Nicola Fanelli


2024

pdf bib
Converso: Improving LLM Chatbot Interfaces and Task Execution via Conversational Form
Gianfranco Demarco | Nicola Fanelli | Gennaro Vessio | Giovanna Castellano
Proceedings of the First LUHME Workshop

Recent advancements in large language models (LLMs) have enabled more autonomous conversational AI agents. However, challenges remain in developing effective chatbots, particularly in addressing LLMs’ lack of “statefulness”. This paper presents Converso, a novel chatbot framework that introduces a new conversation flow based on stateful conversational forms designed for natural data acquisition through dialogue. Converso leverages LLMs, LangChain, and a containerized architecture to provide an end-to-end chatbot system with Telegram as the user interface.

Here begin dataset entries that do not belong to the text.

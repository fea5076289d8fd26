//! Retry and reclaim processor
//!
//! Periodically sweeps every subscription's pending entries. Entries left
//! idle long enough (their consumer crashed, or their handler failed without
//! acking) are claimed by a dedicated retrier consumer and redelivered to
//! their handler. Entries delivered more than `max_delivery_count` times are
//! copied to the dead-letter channel and acknowledged there instead.

use crate::core::config::EngineConfig;
use crate::core::shutdown::wait_for_shutdown;
use crate::streams::context::StreamContext;
use crate::streams::entry::{EntryId, PendingEntry, StreamEntry};
use crate::streams::error::StreamError;
use crate::streams::subscription::Subscription;
use log::{debug, error, info, warn};
use std::collections::HashMap;
use std::fmt;
use std::sync::atomic::{AtomicBool, Ordering};
use std::time::Duration;
use tokio::sync::broadcast;
use tokio::time::{interval_at, Instant, MissedTickBehavior};

#[derive(Debug, Clone, PartialEq, Eq)]
pub struct ReclaimPolicy {
    pub sweep_interval: Duration,
    pub min_idle: Duration,
    pub max_delivery_count: u64,
    pub fetch_count: usize,
    pub dead_letter_channel: String,
    pub retrier_consumer: String,
}

impl From<&EngineConfig> for ReclaimPolicy {
    fn from(config: &EngineConfig) -> Self {
        Self {
            sweep_interval: config.sweep_interval(),
            min_idle: config.min_idle(),
            max_delivery_count: config.retry.max_delivery_count,
            fetch_count: config.retry.fetch_count,
            dead_letter_channel: config.retry.dead_letter_channel.clone(),
            retrier_consumer: config.retry.retrier_consumer.clone(),
        }
    }
}

/// What one sweep did
#[derive(Debug, Clone, Copy, Default, PartialEq, Eq)]
pub struct SweepReport {
    pub claimed: usize,
    pub redelivered: usize,
    pub dead_lettered: usize,
    /// Malformed or unbound entries acknowledged without handling
    pub dropped: usize,
    /// Handler or dead-letter failures; those entries stay pending
    pub failed: usize,
    /// Another sweep was already running
    pub skipped: bool,
}

impl SweepReport {
    pub fn skipped() -> Self {
        Self {
            skipped: true,
            ..Self::default()
        }
    }

    pub fn is_empty(&self) -> bool {
        self.claimed == 0 && self.dropped == 0 && self.failed == 0
    }
}

impl fmt::Display for SweepReport {
    fn fmt(&self, f: &mut fmt::Formatter<'_>) -> fmt::Result {
        if self.skipped {
            return write!(f, "skipped (sweep already running)");
        }
        write!(
            f,
            "claimed={} redelivered={} dead_lettered={} dropped={} failed={}",
            self.claimed, self.redelivered, self.dead_lettered, self.dropped, self.failed
        )
    }
}

/// Clears the re-entrancy flag when a sweep ends, however it ends
struct SweepGuard<'a>(&'a AtomicBool);

impl Drop for SweepGuard<'_> {
    fn drop(&mut self) {
        self.0.store(false, Ordering::Release);
    }
}

pub struct RetryProcessor {
    context: StreamContext,
    policy: ReclaimPolicy,
    sweeping: AtomicBool,
}

impl RetryProcessor {
    pub fn new(context: StreamContext, policy: ReclaimPolicy) -> Self {
        Self {
            context,
            policy,
            sweeping: AtomicBool::new(false),
        }
    }

    pub fn policy(&self) -> &ReclaimPolicy {
        &self.policy
    }

    /// Sweep on a fixed interval until shutdown
    ///
    /// The first sweep runs one interval after start. Ticks missed while a
    /// sweep overran are skipped rather than replayed.
    pub async fn run(&self, mut shutdown_rx: broadcast::Receiver<()>) {
        let period = self.policy.sweep_interval;
        let mut ticker = interval_at(Instant::now() + period, period);
        ticker.set_missed_tick_behavior(MissedTickBehavior::Skip);
        info!("Retry scheduler started (every {:?})", period);

        loop {
            tokio::select! {
                _ = wait_for_shutdown(&mut shutdown_rx) => break,
                _ = ticker.tick() => {
                    self.sweep().await;
                }
            }
        }
        info!("Retry scheduler stopped");
    }

    /// Reclaim, redeliver or dead-letter idle pending entries of every subscription
    pub async fn sweep(&self) -> SweepReport {
        if self.sweeping.swap(true, Ordering::AcqRel) {
            debug!("Retry sweep already running; skipping");
            return SweepReport::skipped();
        }
        let _guard = SweepGuard(&self.sweeping);

        let mut report = SweepReport::default();
        for subscription in self.context.registry.subscriptions() {
            self.sweep_subscription(subscription, &mut report).await;
        }

        if report.is_empty() {
            debug!("Retry sweep finished: {}", report);
        } else {
            info!("Retry sweep finished: {}", report);
        }
        report
    }

    async fn sweep_subscription(&self, subscription: &Subscription, report: &mut SweepReport) {
        let broker = &self.context.broker;
        let channel = subscription.channel();
        let group = subscription.consumer_group();

        let pending = match self
            .context
            .health
            .run_safe(|| broker.pending(channel, group, self.policy.fetch_count))
            .await
        {
            Ok(pending) => pending,
            Err(e) => {
                self.log_skipped(subscription, "list pending entries", &e);
                return;
            }
        };

        let mut idle: Vec<PendingEntry> = pending
            .into_iter()
            .filter(|entry| entry.idle >= self.policy.min_idle)
            .collect();
        idle.sort_by_key(|entry| entry.id);
        idle.truncate(self.policy.fetch_count);
        if idle.is_empty() {
            return;
        }

        let delivery_counts: HashMap<EntryId, u64> = idle
            .iter()
            .map(|entry| (entry.id, entry.delivery_count))
            .collect();
        let ids: Vec<EntryId> = idle.iter().map(|entry| entry.id).collect();

        let claimed = match self
            .context
            .health
            .run_safe(|| {
                broker.claim(
                    channel,
                    group,
                    &self.policy.retrier_consumer,
                    self.policy.min_idle,
                    &ids,
                )
            })
            .await
        {
            Ok(claimed) => claimed,
            Err(e) => {
                self.log_skipped(subscription, "claim idle entries", &e);
                return;
            }
        };

        debug!(
            "Claimed {} of {} idle entries on {}",
            claimed.len(),
            ids.len(),
            subscription
        );
        report.claimed += claimed.len();

        for entry in claimed {
            let delivery_count = delivery_counts.get(&entry.id).copied().unwrap_or(1);
            self.reprocess(subscription, entry, delivery_count, report)
                .await;
        }
    }

    async fn reprocess(
        &self,
        subscription: &Subscription,
        entry: StreamEntry,
        delivery_count: u64,
        report: &mut SweepReport,
    ) {
        let Some((event_type, payload)) = entry.routable() else {
            warn!(
                "Dropping malformed pending entry {} on {}",
                entry.id, subscription
            );
            self.ack(subscription, entry.id).await;
            report.dropped += 1;
            return;
        };

        let Some(binding) = self
            .context
            .registry
            .lookup(subscription.key(), event_type)
        else {
            warn!(
                "No handler for '{}' on {}; dropping pending entry {}",
                event_type, subscription, entry.id
            );
            self.ack(subscription, entry.id).await;
            report.dropped += 1;
            return;
        };

        if delivery_count > self.policy.max_delivery_count {
            self.dead_letter(subscription, &entry, delivery_count, report)
                .await;
            return;
        }

        match binding.invoke(payload).await {
            Ok(()) => {
                debug!(
                    "Redelivered {} on {} (delivery {})",
                    entry.id, subscription, delivery_count
                );
                self.ack(subscription, entry.id).await;
                report.redelivered += 1;
            }
            Err(e) => {
                error!(
                    "Handler for '{}' failed again on entry {} of {} (delivery {}): {}",
                    event_type, entry.id, subscription, delivery_count, e
                );
                report.failed += 1;
            }
        }
    }

    async fn dead_letter(
        &self,
        subscription: &Subscription,
        entry: &StreamEntry,
        delivery_count: u64,
        report: &mut SweepReport,
    ) {
        let dead_letter_channel = &self.policy.dead_letter_channel;
        let fields = entry.dead_letter_fields(
            subscription.channel(),
            subscription.consumer_group(),
            delivery_count,
        );

        match self
            .context
            .health
            .run_safe(|| self.context.broker.append(dead_letter_channel, fields))
            .await
        {
            Ok(dead_letter_id) => {
                warn!(
                    "Dead-lettered entry {} of {} after {} deliveries as {} on '{}'",
                    entry.id, subscription, delivery_count, dead_letter_id, dead_letter_channel
                );
                self.ack(subscription, entry.id).await;
                report.dead_lettered += 1;
            }
            Err(e) => {
                error!(
                    "Could not dead-letter entry {} of {}; it stays pending: {}",
                    entry.id, subscription, e
                );
                report.failed += 1;
            }
        }
    }

    async fn ack(&self, subscription: &Subscription, id: EntryId) {
        let ids = [id];
        let result = self
            .context
            .health
            .run_safe(|| {
                self.context.broker.ack(
                    subscription.channel(),
                    subscription.consumer_group(),
                    &ids,
                )
            })
            .await;
        if let Err(e) = result {
            warn!("Failed to ack {} on {}: {}", id, subscription, e);
        }
    }

    fn log_skipped(&self, subscription: &Subscription, step: &str, error: &StreamError) {
        match error {
            StreamError::Degraded => {
                debug!("Broker degraded; skipping retry sweep of {}", subscription)
            }
            e => warn!("Could not {} on {}: {}", step, subscription, e),
        }
    }
}
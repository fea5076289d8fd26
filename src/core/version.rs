//! Build metadata generated by the build script

include!(concat!(env!("OUT_DIR"), "/version.rs"));

/// Version of the stream entry field schema this build reads and writes
pub fn wire_schema_version() -> u32 {
    WIRE_SCHEMA_VERSION.parse().unwrap_or(20250727)
}

/// Build time string from the build script (UTC)
pub fn build_time() -> &'static str {
    BUILD_TIME
}

/// Short git hash captured by the build script
pub fn git_hash() -> &'static str {
    GIT_HASH
}

/// One-line version banner used by `--version` and the startup log
pub fn version_banner() -> String {
    format!(
        "{} {} (schema {}, {} built {})",
        env!("CARGO_PKG_NAME"),
        env!("CARGO_PKG_VERSION"),
        wire_schema_version(),
        git_hash(),
        build_time()
    )
}
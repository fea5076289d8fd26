//! Stream entries and their wire fields
//!
//! Every entry is a flat map of string fields. The engine relies on four of
//! them; dead-letter copies add provenance fields on top.

use std::collections::BTreeMap;
use std::fmt;
use std::str::FromStr;
use std::time::Duration;

pub const FIELD_TYPE: &str = "type";
pub const FIELD_EVENT_ID: &str = "eventId";
pub const FIELD_OCCURRED_AT: &str = "occurredAt";
pub const FIELD_PAYLOAD: &str = "payload";

pub const FIELD_SOURCE_CHANNEL: &str = "sourceChannel";
pub const FIELD_SOURCE_GROUP: &str = "sourceGroup";
pub const FIELD_SOURCE_ID: &str = "sourceId";
pub const FIELD_DELIVERY_COUNT: &str = "deliveryCount";

pub type FieldMap = BTreeMap<String, String>;

/// Broker-assigned entry id, `<millis>-<sequence>`
///
/// Ordering follows append order within a channel.
#[derive(Debug, Clone, Copy, PartialEq, Eq, Hash, PartialOrd, Ord)]
pub struct EntryId {
    pub millis: u64,
    pub seq: u64,
}

impl EntryId {
    pub const fn new(millis: u64, seq: u64) -> Self {
        Self { millis, seq }
    }

    /// The id that would follow `self` if appended at `now_millis`
    pub fn next_after(self, now_millis: u64) -> Self {
        if now_millis > self.millis {
            Self::new(now_millis, 0)
        } else {
            Self::new(self.millis, self.seq + 1)
        }
    }
}

impl fmt::Display for EntryId {
    fn fmt(&self, f: &mut fmt::Formatter<'_>) -> fmt::Result {
        write!(f, "{}-{}", self.millis, self.seq)
    }
}

#[derive(Debug, Clone, PartialEq, Eq, thiserror::Error)]
#[error("Invalid entry id '{0}'")]
pub struct ParseEntryIdError(String);

impl FromStr for EntryId {
    type Err = ParseEntryIdError;

    fn from_str(s: &str) -> Result<Self, Self::Err> {
        let invalid = || ParseEntryIdError(s.to_string());
        let (millis, seq) = s.split_once('-').ok_or_else(invalid)?;
        Ok(Self {
            millis: millis.parse().map_err(|_| invalid())?,
            seq: seq.parse().map_err(|_| invalid())?,
        })
    }
}

/// One entry read from a channel
#[derive(Debug, Clone, PartialEq, Eq)]
pub struct StreamEntry {
    pub id: EntryId,
    pub fields: FieldMap,
}

impl StreamEntry {
    pub fn new(id: EntryId, fields: FieldMap) -> Self {
        Self { id, fields }
    }

    /// Field value, or `None` when absent or blank
    pub fn field(&self, name: &str) -> Option<&str> {
        self.fields
            .get(name)
            .map(String::as_str)
            .filter(|value| !value.trim().is_empty())
    }

    pub fn event_type(&self) -> Option<&str> {
        self.field(FIELD_TYPE)
    }

    pub fn payload(&self) -> Option<&str> {
        self.field(FIELD_PAYLOAD)
    }

    pub fn event_id(&self) -> Option<&str> {
        self.field(FIELD_EVENT_ID)
    }

    /// `(type, payload)` when both are present and non-blank
    pub fn routable(&self) -> Option<(&str, &str)> {
        Some((self.event_type()?, self.payload()?))
    }

    /// Field map for the dead-letter copy of this entry
    ///
    /// Carries the routing fields and dedup token alongside provenance so an
    /// operator can replay it to the source channel.
    pub fn dead_letter_fields(
        &self,
        source_channel: &str,
        source_group: &str,
        delivery_count: u64,
    ) -> FieldMap {
        let mut fields: FieldMap = [FIELD_TYPE, FIELD_PAYLOAD, FIELD_EVENT_ID, FIELD_OCCURRED_AT]
            .into_iter()
            .filter_map(|name| {
                self.fields
                    .get(name)
                    .map(|value| (name.to_string(), value.clone()))
            })
            .collect();
        fields.insert(FIELD_SOURCE_CHANNEL.to_string(), source_channel.to_string());
        fields.insert(FIELD_SOURCE_GROUP.to_string(), source_group.to_string());
        fields.insert(FIELD_SOURCE_ID.to_string(), self.id.to_string());
        fields.insert(FIELD_DELIVERY_COUNT.to_string(), delivery_count.to_string());
        fields
    }
}

/// An entry delivered to a consumer and not yet acknowledged
#[derive(Debug, Clone, PartialEq, Eq)]
pub struct PendingEntry {
    pub id: EntryId,
    pub consumer: String,
    pub delivery_count: u64,
    pub idle: Duration,
}

/// Where a new consumer group starts reading
#[derive(Debug, Clone, Copy, PartialEq, Eq)]
pub enum StartOffset {
    /// Replay everything already in the channel
    Beginning,
    /// Only entries appended after the group is created
    Tail,
}

#[cfg(test)]
mod tests {
    use super::*;

    fn entry(fields: &[(&str, &str)]) -> StreamEntry {
        StreamEntry::new(
            EntryId::new(1700000000000, 3),
            fields
                .iter()
                .map(|(k, v)| (k.to_string(), v.to_string()))
                .collect(),
        )
    }

    #[test]
    fn test_entry_id_display_and_parse() {
        let id = EntryId::new(1700000000000, 3);
        assert_eq!(id.to_string(), "1700000000000-3");
        assert_eq!("1700000000000-3".parse::<EntryId>().unwrap(), id);
        assert!("garbage".parse::<EntryId>().is_err());
        assert!("12-x".parse::<EntryId>().is_err());
    }

    #[test]
    fn test_entry_id_ordering_and_next() {
        let id = EntryId::new(10, 0);
        assert_eq!(id.next_after(10), EntryId::new(10, 1));
        assert_eq!(id.next_after(5), EntryId::new(10, 1));
        assert_eq!(id.next_after(11), EntryId::new(11, 0));
        assert!(EntryId::new(10, 9) < EntryId::new(11, 0));
    }

    #[test]
    fn test_routable_requires_type_and_payload() {
        assert_eq!(
            entry(&[("type", "post.created"), ("payload", "{}")]).routable(),
            Some(("post.created", "{}"))
        );
        assert_eq!(entry(&[("payload", "{}")]).routable(), None);
        assert_eq!(entry(&[("type", "post.created"), ("payload", "  ")]).routable(), None);
    }

    #[test]
    fn test_dead_letter_fields_carry_provenance() {
        let original = entry(&[
            ("type", "post.created"),
            ("payload", "{\"id\":1}"),
            ("eventId", "e-1"),
            ("occurredAt", "2025-07-27T10:00:00.000Z"),
            ("unrelated", "x"),
        ]);
        let fields = original.dead_letter_fields("posts", "feed", 4);

        assert_eq!(fields[FIELD_TYPE], "post.created");
        assert_eq!(fields[FIELD_PAYLOAD], "{\"id\":1}");
        assert_eq!(fields[FIELD_EVENT_ID], "e-1");
        assert_eq!(fields[FIELD_SOURCE_CHANNEL], "posts");
        assert_eq!(fields[FIELD_SOURCE_GROUP], "feed");
        assert_eq!(fields[FIELD_SOURCE_ID], "1700000000000-3");
        assert_eq!(fields[FIELD_DELIVERY_COUNT], "4");
        assert!(!fields.contains_key("unrelated"));
    }
}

The key innovation in Converso is its implementation of conversational forms, which guide users through form completion via a structured dialogue flow. Converso’s chatbots can be linked with multiple forms that are automatically triggered based on the user’s intent. Our forms are fully integrated into the LangChain ecosystem, allowing the LLM to use tools for form completion and dynamic validation. Evaluations show that this approach significantly improves task completion rates compared to LLMs alone. Converso demonstrates how specifically designed conversational flows can enhance the capabilities of LLM-based chatbots for practical data collection applications. Our implementation is available at: https://github.com/gianfrancodemarco/converso-chatbot.